Olicity (as in, the pairing by itself) is hardly the problem. Let's be honest here, this series’ weakest link has always been relationship drama, specially the romantic variety.
I’ve been re-watching the first seasons of Arrow and frankly, I could swear Felicity's egocentric, poorly-justified decisions are exactly how the writers would have written had she continued as the love interest, basically because that how she was written during S1 and S2, (plus a bit of Thea’s bratty, all-about-me behaviour), there’s a reason for Laurel to be the most hated character back then, and for Thea not to be particularly well-liked.
In fact, I could argue that the very reason the Olicity pairing got attention in the first place was because Felicity herself provided a place of levity for the show and looked like a love interest who, as opposed to Helena, Laurel, Sara or even McKenna, could work without degeneration into a drama-focused mess, which is exactly what’s happened.
The thing is, back then the drama problems were a bit more justified, but not because the writers put real effort into making these characters look sympathetic – They didn’t, and the writers got relatively “lucky” that the circumstances their players found themselves in were considerably harder and thus you could understand some of their more egoistical decisions (in S1, every main character had spend five hellish years, not just Ollie and S2, the Undertaking had just taken place, leaving most characters justifiably broken).
The problem as I see it is that, by putting Olicity into the focus, they keep writing themselves into a corner. On the one hand, they want the portion of the fanbase that likes this pairing to feel like there’s time given to them, screentime that appeals to their tastes and favourite couple. That’s fine frankly, that’s just super because they’re also part of the base who watches like the rest, but the first two seasons proved that Felicity and Oliver could work as a couple, so watching them interact should be problem, at least, not bigger problem than having him interact with any other character he loves. On the other hand, they want to have romance-based dramafor some reason (as opposed to, say, other forms of drama, like plot-based, friend-based or enemy-based), I guess because this is the CW, and this is where things just spiral out of control.

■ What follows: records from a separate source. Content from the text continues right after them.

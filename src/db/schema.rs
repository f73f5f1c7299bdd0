//! Database schema and migrations for agora.
//!
//! Migrations are applied sequentially when the database is first opened or
//! upgraded; the schema_version table tracks which have been applied.
//!
//! Nicknames, emails and slugs use `COLLATE NOCASE`, so equality lookups,
//! unique constraints and orderings on them are case-insensitive.

/// Database migrations.
pub const MIGRATIONS: &[&str] = &[
    // v1: Users, forums and forum membership
    r#"
CREATE TABLE users (
    id          INTEGER PRIMARY KEY AUTOINCREMENT,
    nickname    TEXT NOT NULL UNIQUE COLLATE NOCASE,
    fullname    TEXT NOT NULL DEFAULT '',
    about       TEXT NOT NULL DEFAULT '',
    email       TEXT NOT NULL UNIQUE COLLATE NOCASE
);

CREATE TABLE forums (
    id          INTEGER PRIMARY KEY AUTOINCREMENT,
    slug        TEXT NOT NULL UNIQUE COLLATE NOCASE,
    title       TEXT NOT NULL,
    owner_id    INTEGER NOT NULL REFERENCES users(id),
    owner       TEXT NOT NULL COLLATE NOCASE,
    threads     INTEGER NOT NULL DEFAULT 0,
    posts       INTEGER NOT NULL DEFAULT 0
);

-- Users who created a thread or post in a forum
CREATE TABLE forum_users (
    forum_id    INTEGER NOT NULL REFERENCES forums(id),
    user_id     INTEGER NOT NULL REFERENCES users(id),
    PRIMARY KEY (forum_id, user_id)
);
"#,
    // v2: Threads and the one-vote-per-user ledger
    r#"
CREATE TABLE threads (
    id          INTEGER PRIMARY KEY AUTOINCREMENT,
    forum_id    INTEGER NOT NULL REFERENCES forums(id),
    forum       TEXT NOT NULL COLLATE NOCASE,
    author_id   INTEGER NOT NULL REFERENCES users(id),
    author      TEXT NOT NULL COLLATE NOCASE,
    title       TEXT NOT NULL,
    message     TEXT NOT NULL,
    slug        TEXT UNIQUE COLLATE NOCASE,   -- NULL when the thread has no slug
    votes       INTEGER NOT NULL DEFAULT 0,
    created     TEXT NOT NULL
);

CREATE INDEX idx_threads_forum_created ON threads(forum_id, created);

CREATE TABLE thread_votes (
    thread_id   INTEGER NOT NULL REFERENCES threads(id),
    user_id     INTEGER NOT NULL REFERENCES users(id),
    voice       INTEGER NOT NULL CHECK (voice IN (-1, 1)),
    PRIMARY KEY (thread_id, user_id)
);
"#,
    // v3: Posts with materialized paths
    r#"
-- path: big-endian 8-byte ids [0, top-level id, ..., own id]; BLOB order is tree order
-- root_id: path[1], the top-level ancestor
CREATE TABLE posts (
    id          INTEGER PRIMARY KEY,
    parent      INTEGER NOT NULL DEFAULT 0,
    path        BLOB NOT NULL,
    root_id     INTEGER NOT NULL,
    thread_id   INTEGER NOT NULL REFERENCES threads(id),
    forum       TEXT NOT NULL COLLATE NOCASE,
    author_id   INTEGER NOT NULL REFERENCES users(id),
    author      TEXT NOT NULL COLLATE NOCASE,
    message     TEXT NOT NULL,
    is_edited   INTEGER NOT NULL DEFAULT 0,
    created     TEXT NOT NULL
);

CREATE INDEX idx_posts_thread_id ON posts(thread_id, id);
CREATE INDEX idx_posts_thread_path ON posts(thread_id, path);
CREATE INDEX idx_posts_thread_parent_root ON posts(thread_id, parent, root_id);
CREATE INDEX idx_posts_root_path ON posts(root_id, path);
"#,
    // v4: Global aggregate counters (single row)
    r#"
CREATE TABLE stats (
    id          INTEGER PRIMARY KEY CHECK (id = 1),
    users       INTEGER NOT NULL DEFAULT 0,
    forums      INTEGER NOT NULL DEFAULT 0,
    threads     INTEGER NOT NULL DEFAULT 0,
    posts       INTEGER NOT NULL DEFAULT 0
);

INSERT INTO stats (id) VALUES (1);
"#,
];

Because they don’t know how to write relationship drama. They just don’t. It’s been four seasons and, in one way or another, it’s been almost invariably the most criticised aspect of the season.
Thus Olicity, instead of an aspect that could enrich the series and its characters, became their "get-away-from-jail" free card. Now they could write about all the relationship drama they wanted, independently on whether it was good for the series or not, on how it was reviewed, because they'd have a portion of the fanbase that would constantly support them.
Pandering to the tumblr fans doesn’t mean breaking Olicity up, means putting their love life into their forefront – And making things like plot and characterization revolve around it to a disproportionate degree, at the expense of screen time that could be used for other characters and/or more detailed, engaging plots. And feeling the need to put it into the forefront, they put into the forefront what’s generally accepted to be the weakest of their abilities.
I remember a review, back when it was Arrow Season 2, that called Arrow the best comic-book show since JLU, talking about things that series like Agents of S.H.I.E.L.D. could learn from it. And the biggest thing they could learn from it is that it put effort into cultivating a rich cast of characters with individual, equality important storylines that still fed into interesting, focused stories. This balance is very difficult to attain when you're seeking it, almost impossible if you're more centered into what's, at best, an objectively derivative, repetitive (secrets! lies! will-they-end-up-together?!) and subjectiely unengaging, romance.